The need for any type of financial assistance can come up at any given point in an individual’s life. An individual may require some funding for any situation such as financing your child’s higher education plan, wedding expenses, vacations, medical expenses but the individual would not have enough money in their savings account to handle such situations. In situations like these availing a loan against property may help to tackle these situations. The individual owning a piece of residential or commercial property can utilize the true potential of the property through a mortgage loan and generate funds through a hassle-free process.
In a mortgage loan, the customer will be provided with the loan amount by the financial institution. Customers will be provided with a percentage of a property’s value at a certain interest rate. The customer will need to make the repayments within a fixed tenure period. If the customer fails to make the repayment on time, the financial institution may charge heavy fees, or in worse conditions, they can also auction off the property in consideration, to retrieve the lost money.
A mortgage loan calculator will allow a customer to easily get the information about the monthly payments which is fixed on a fixed rate mortgage on a given amount, period of time and rate of interest.

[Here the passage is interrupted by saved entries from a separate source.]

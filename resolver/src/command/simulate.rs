use crate::config::Settings;
use anyhow::{Context, Result};
use fusion::{
    address::{AddressKind, NativeAddress},
    chain::CallEncoder,
    order::{CrossChainOrder, Details, Domain, EscrowParams, FillOptions, OrderInfo},
    resolver::{execute, ChainContext, DeployedEscrow, Resolver, SwapState},
    signer::{Signer, Wallet},
    simulation::{native, JsonCallEncoder, Ledger, SecretRelay},
    sui::MoveCallEncoder,
    swaps::OngoingSwaps,
    Secret, Timestamp,
};
use futures::StreamExt;
use std::sync::Arc;

/// Runs one swap from a freshly funded maker to the configured receiver.
///
/// If the swap fails after escrows were deployed they are cancelled once
/// their cancellation stages open.
pub async fn simulate(settings: Settings) -> Result<()> {
    let Settings {
        resolver: config,
        chain,
        order: params,
        ..
    } = settings;

    let escrow_factory = match chain.src.escrow_factory {
        NativeAddress::Evm(address) => address,
        other => anyhow::bail!("escrow factory {} is not an EVM address", other),
    };

    let genesis = Timestamp::now();
    let src = Ledger::new(chain.src.chain_id, genesis);
    let dst = Ledger::new(chain.dst.chain_id, genesis);

    let maker = Wallet::random();
    let maker_on_src = maker.evm_address().to_u256();
    let resolver_on_src = chain.src.resolver.to_u256();
    let resolver_on_dst = chain.dst.resolver.to_u256();

    src.mint(chain.src.token.to_u256(), maker_on_src, params.making_amount)
        .await;
    src.mint(native(), resolver_on_src, params.src_safety_deposit)
        .await;
    dst.mint(chain.dst.token.to_u256(), resolver_on_dst, params.taking_amount)
        .await;
    dst.mint(native(), resolver_on_dst, params.dst_safety_deposit)
        .await;

    let dst_encoder: Arc<dyn CallEncoder> = match chain.dst.kind() {
        AddressKind::Sui => Arc::new(MoveCallEncoder::new(chain.dst.escrow_factory.to_u256())),
        AddressKind::Evm => Arc::new(JsonCallEncoder),
    };
    let resolver = Arc::new(Resolver::new(
        ChainContext {
            client: Arc::new(src.client(resolver_on_src)),
            encoder: Arc::new(JsonCallEncoder),
            identity: resolver_on_src,
        },
        ChainContext {
            client: Arc::new(dst.client(resolver_on_dst)),
            encoder: dst_encoder,
            identity: resolver_on_dst,
        },
        Domain::aggregation_router(chain.src.chain_id),
        config,
    ));

    let secret = Secret::random();
    let order = CrossChainOrder::new(
        escrow_factory,
        OrderInfo {
            salt: None,
            maker: maker_on_src,
            receiver: Some(params.receiver.to_u256()),
            maker_asset: chain.src.token.to_u256(),
            taker_asset: chain.dst.token.to_u256(),
            making_amount: params.making_amount,
            taking_amount: params.taking_amount,
        },
        EscrowParams {
            hashlock: secret.hashlock(),
            timelocks: params.timelocks,
            src_chain_id: chain.src.chain_id,
            dst_chain_id: chain.dst.chain_id,
            src_safety_deposit: params.src_safety_deposit,
            dst_safety_deposit: params.dst_safety_deposit,
        },
        Details::default(),
        FillOptions {
            nonce: 1,
            ..FillOptions::default()
        },
    )
    .context("configured order is invalid")?;

    let signature = maker
        .sign(&order.signing_message(&resolver.domain()))
        .context("maker failed to sign the order")?;
    let relay = SecretRelay::new(src.clone(), dst.clone());
    let order_hash = relay.register(&resolver.domain(), order.clone(), secret).await;

    let mut ongoing_swaps = OngoingSwaps::default();
    ongoing_swaps.insert(order_hash)?;
    tracing::info!("maker {} signed order {}", maker.evm_address(), order_hash);

    let swap = execute(Arc::clone(&resolver), order, signature, Arc::new(relay));
    futures::pin_mut!(swap);

    let mut src_escrow: Option<DeployedEscrow> = None;
    let mut dst_escrow: Option<DeployedEscrow> = None;

    while let Some(state) = swap.next().await {
        match state {
            Ok(state) => {
                match state {
                    SwapState::SrcDeployed(escrow) => src_escrow = Some(escrow),
                    SwapState::DstDeployed(escrow) => dst_escrow = Some(escrow),
                    _ => {}
                }
                tracing::info!("swap {} is now {:?}", order_hash, state);
            }
            Err(e) => {
                ongoing_swaps.remove(&order_hash);
                if src_escrow.is_some() || dst_escrow.is_some() {
                    tracing::warn!("swap {} failed, cancelling its escrows", order_hash);
                    for state in resolver
                        .cancel_swap(src_escrow.as_ref(), dst_escrow.as_ref())
                        .await
                        .context("failed to cancel escrows")?
                    {
                        tracing::info!("swap {} is now {:?}", order_hash, state);
                    }
                }

                return Err(e).context("swap did not complete");
            }
        }
    }
    ongoing_swaps.remove(&order_hash);

    tracing::info!(
        "receiver {} holds {} of the destination token, resolver {} holds {} of the source token",
        params.receiver,
        dst.balance(chain.dst.token.to_u256(), params.receiver.to_u256())
            .await,
        chain.src.resolver,
        src.balance(chain.src.token.to_u256(), resolver_on_src).await
    );

    Ok(())
}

A mortgage calculator will help a customer in calculating their Equated Monthly Installments (EMI) by using the data listed below:
- Tenure
- Rate of interest
- Loan amount
An important factor to consider before choosing the best Mortgage loan is the applicable EMI for the loan disbursed to the customer. Depending on the loan amount, the time period for making the repayments, and the interest rates, the EMI will be calculated and based on a customer’s personal finance. EMI can play a big role in the loan sanctioning. Even if a customer goes for fixed interest rates, the amount for transaction in the EMI amount will keep shifting. With the help of a mortgage loan calculator, a customer can easily choose the loan quotes and tenure, that offer the customer with easy repayment plans.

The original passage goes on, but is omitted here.